Para o MPF, os tratamentos foram realizados mediante autorização pessoal dos réus, na condição de Secretário Estadual de Saúde, cada um a seu tempo, e ocorreram junto ao hospital particular de alto padrão, em São Paulo, e que os pacientes eram escolhidos de maneira subjetiva.
Veja a lista dos pacientes que tiveram tratamentos pagos pelo Estado clicando aqui.
O MPF sustenta na ação que não questiona a necessidade ou não dos tratamentos médicos realizados, mas sim o modo pelo qual esses tratamentos foram custeados, tendo havido a utilização do patrimônio público, de forma irregular e sem transparência, para pagamento de despesas privadas de pessoas que detinham ou detém vínculos pessoais com altas autoridades do Estado.
Pedidos do MPF e MP-AM
A ação pede a condenação dos réus pela prática de atos de improbidade administrativa e a decretação de indisponibilidade de bens necessários à reparação integral dos prejuízos por eles causados.
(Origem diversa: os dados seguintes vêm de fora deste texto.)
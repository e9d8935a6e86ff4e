// Two-pane row with a draggable divider: flexible pane | divider | resizable pane.
// Built on egui primitives because SidePanel::resizable() sizes from the panel
// edge and doesn't give us the anchored, clamped behaviour we want.

use std::hash::Hash;

use egui::{Id, Layout, Pos2, Rect, Sense, Ui, UiBuilder, Vec2};
use log::trace;

use crate::divider::Divider;
use crate::drag_indicator::DragIndicator;
use crate::layout::PaneWidths;
use crate::session::{CancelReason, ResizeSession};

/// Pointer state sampled from the whole window once per frame
#[derive(Debug, Clone, Copy)]
struct PointerSample {
    x: Option<f32>,
    released: bool,
    primary_down: bool,
    focused: bool,
}

/// Lays out two content slots with a divider between them.
///
/// The width of the right-hand slot lives in the borrowed [`ResizeSession`],
/// which the caller owns across frames.
pub struct ResizableLayout<'a, I: DragIndicator + Clone> {
    id: Id,
    session: &'a mut ResizeSession<I>,
}

impl<'a, I: DragIndicator + Clone> ResizableLayout<'a, I> {
    pub fn new(id_source: impl Hash, session: &'a mut ResizeSession<I>) -> Self {
        Self {
            id: Id::new(id_source),
            session,
        }
    }

    /// Show the layout and fill it with content.
    /// The callback receives the flexible (left) and resizable (right) UIs.
    pub fn show(self, ui: &mut Ui, add_contents: impl FnOnce(&mut Ui, &mut Ui)) {
        let session = self.session;

        // Global pointer tracking only happens while a drag is live
        if session.is_active() {
            let sample = ui.input(|i| PointerSample {
                x: i.pointer.latest_pos().map(|p| p.x),
                released: i.pointer.primary_released(),
                primary_down: i.pointer.primary_down(),
                focused: i.focused,
            });
            Self::track_pointer(session, sample);
        }

        let whole = ui.available_rect_before_wrap();
        let widths = PaneWidths::compute(whole.width(), session.tracked_width(), session.is_active());

        let flexible_rect = Rect::from_min_size(whole.min, Vec2::new(widths.flexible, whole.height()));
        let divider_rect = Rect::from_min_size(
            Pos2::new(flexible_rect.max.x, whole.min.y),
            Vec2::new(widths.divider, whole.height()),
        );
        let resizable_rect = Rect::from_min_size(
            Pos2::new(divider_rect.max.x, whole.min.y),
            Vec2::new(widths.resizable, whole.height()),
        );

        let mut ui_flexible =
            ui.new_child(UiBuilder::new().max_rect(flexible_rect).layout(Layout::default()));
        ui_flexible.set_clip_rect(flexible_rect.intersect(ui.clip_rect()));
        let mut ui_resizable =
            ui.new_child(UiBuilder::new().max_rect(resizable_rect).layout(Layout::default()));
        ui_resizable.set_clip_rect(resizable_rect.intersect(ui.clip_rect()));

        add_contents(&mut ui_flexible, &mut ui_resizable);

        // Registered after the panes so the divider wins hit-testing at the edges
        Divider::new(session.is_active()).show(ui, self.id.with("divider"), divider_rect, |x| {
            session.pointer_down(x);
        });

        if session.is_active() {
            session.refresh_indicator();
            ui.ctx().request_repaint();
        }

        ui.allocate_rect(whole, Sense::hover());
    }

    fn track_pointer(session: &mut ResizeSession<I>, sample: PointerSample) {
        if !sample.focused {
            session.cancel(CancelReason::FocusLost);
            return;
        }

        if let Some(x) = sample.x {
            if session.pointer_move(x) {
                trace!("Resizable pane width now {}", session.tracked_width());
            }
        }

        if sample.released || !sample.primary_down {
            session.pointer_up();
        }
    }
}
Pede ainda a suspensão dos direitos políticos pelo prazo de cinco anos, o pagamento de multa civil no valor de 20 vezes a última remuneração por eles recebida, no exercício das funções públicas, e a proibição de contratarem com os poderes públicos ou de receberem, direta ou indiretamente, benefícios ou incentivos fiscais ou creditícios, ainda que por intermédio de pessoa jurídica da qual sejam sócios majoritários, pelo prazo de três anos.
Abaixo, a íntegra da decisão:
PROCESSO: 1001115-47.2018.4.01.3200
CLASSE: AÇÃO CIVIL PÚBLICA CÍVEL (65)
AUTOR: MINISTÉRIO PÚBLICO FEDERAL (PROCURADORIA)
RÉU: JOSE DUARTE DOS SANTOS FILHO, PEDRO ELIAS DE SOUZA, WILSON DUARTE ALECRIM
Advogados do(a) RÉU: YURI DANTAS BARROSO – AM4237, CLOTILDE MIRANDA MONTEIRO DE CASTRO – AM8888, CARLOS EDGAR TAVARES DE OLIVEIRA – AM5910
Advogados do(a) RÉU: LUCIVALDO BREVES DA SILVA – AM10226, ISAAC LUIZ MIRANDA ALMAS – AM12199
Advogados do(a) RÉU: CLOTILDE MIRANDA MONTEIRO DE CASTRO – AM8888, CARLOS EDGAR TAVARES DE OLIVEIRA – AM5910, YURI DANTAS BARROSO – AM4237
DECISÃO
Trata-se de Ação de Improbidade Administrativa ajuizada pelo MINISTÉRIO PÚBLICO FEDERAL contra JOSÉ DUARTE DOS SANTOS FILHO, PEDRO ELIAS DE SOUZA e WILSON DUARTE ALECRIM, objetivando a sua condenação às sanções previstas no art. 12, I, II e III, da Lei nº 8.429/92.
Narra o MPF que entre 2012 e 2016, o Estado do Amazonas pagou, utilizando-se de verbas federais e estaduais, tratamentos de saúde particulares em benefício de agentes privados.
Aduz que os tratamentos foram realizados mediante autorização pessoal dos réus, na condição de Secretário Estadual de Saúde, cada um a seu tempo, e ocorreram junto ao HOSPITAL SÍRIO LIBANÊS em São Paulo e que os pacientes eram escolhidos de maneira subjetiva.
Alega que o total dos gastos alcançou o valor de R$ 4.451.325,95 (quatro milhões, quatrocentos e cinquenta e um mil e trezentos e vinte e cinco reais e noventa e cinco centavos).
Sustenta que, na ação, não se está questionando a necessidade ou não dos tratamentos médicos realizados, mas sim o modo pelo qual esses tratamentos foram custeados, tendo havido a utilização do patrimônio público, de forma irregular e sem transparência, para pagamento de despesas privadas de pessoas que detinham ou detém vínculos pessoais com altas autoridades do Estado.
Com a inicial, vieram os documentos de ID 5110489 e seguintes.
Decisão, no ID 5144074, deferindo a indisponibilidade de bens.
Defesa prévia de José Duarte dos Santos Filho no ID 5623997.
Defesa Prévia de Wilson Alecrim no ID 5625787.
Defesa Prévia de Pedro Elias no ID 5912308.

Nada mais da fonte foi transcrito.